Transitioning from paediatric to adult services with cystic fibrosis or bronchiectasis: What is the impact on engagement and health outcomes?

AIM

To determine whether the transfer of young people with cystic fibrosis (CF) or bronchiectasis from paediatric to adult services is associated with changes in service engagement and/or health outcomes.

METHODS

Young people aged ≥15 years of age with CF or bronchiectasis who transferred from the Auckland-based paediatric service (Starship Children's Hospital) to one of three Auckland-based District Health Boards between 2005 and 2012 were identified and included if they had 3 years care both pre-transfer and post-transfer care.
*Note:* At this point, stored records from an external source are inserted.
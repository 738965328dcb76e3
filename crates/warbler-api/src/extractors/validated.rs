//! Validated form extractor
//!
//! Extracts `application/x-www-form-urlencoded` bodies and validates them
//! using the validator crate.

use axum::{
    async_trait,
    extract::{rejection::FormRejection, FromRequest, Request},
    Form,
};
use serde::de::DeserializeOwned;
use validator::Validate;

use crate::response::ApiError;

/// Validated form extractor
///
/// The inner type must implement both `Deserialize` and `Validate`.
#[derive(Debug, Clone)]
pub struct ValidatedForm<T>(pub T);

#[async_trait]
impl<S, T> FromRequest<S> for ValidatedForm<T>
where
    S: Send + Sync,
    T: DeserializeOwned + Validate,
{
    type Rejection = ApiError;

    async fn from_request(req: Request, state: &S) -> Result<Self, Self::Rejection> {
        let Form(value) = Form::<T>::from_request(req, state)
            .await
            .map_err(|e: FormRejection| ApiError::invalid_body(e.body_text()))?;

        value.validate()?;

        Ok(ValidatedForm(value))
    }
}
Transfer preparation, service engagement (clinics scheduled, clinics attended) and health outcomes (lung function, hospitalisations) were collected per annum.

RESULTS

Fifty-seven young people transferred in this period with 46 meeting inclusion criteria (CF n = 20, bronchiectasis n = 26). The CF group had better transfer documentation, were transferred at an older age (11 months older P < 0.0001 95%CI: 6.7 months, 14.7 months), were 20 times more likely to attend clinics (P < 0.0001, 95%CI: 7.8, 66.1) and had 3-4 more clinics scheduled pre-transfer (P < 0.0001, 95%CI: 3.4, 4.9) and post-transfer (P < 0.0001, 95%CI: 2.4, 3.8) despite having less severe respiratory disease as measured by FEV1 for each year (P < 0.01, 95%CI: 0.34, 1.22).

CONCLUSION

The transfer of young people with CF to adult services did not affect health engagement or outcomes, in contrast to those with bronchiectasis. Use of a formalised transfer process, more clinic appointments offered and greater resources for CF may be responsible for this difference. Comprehensive transition with purposeful, planned movement and developmentally appropriate care is a key goal.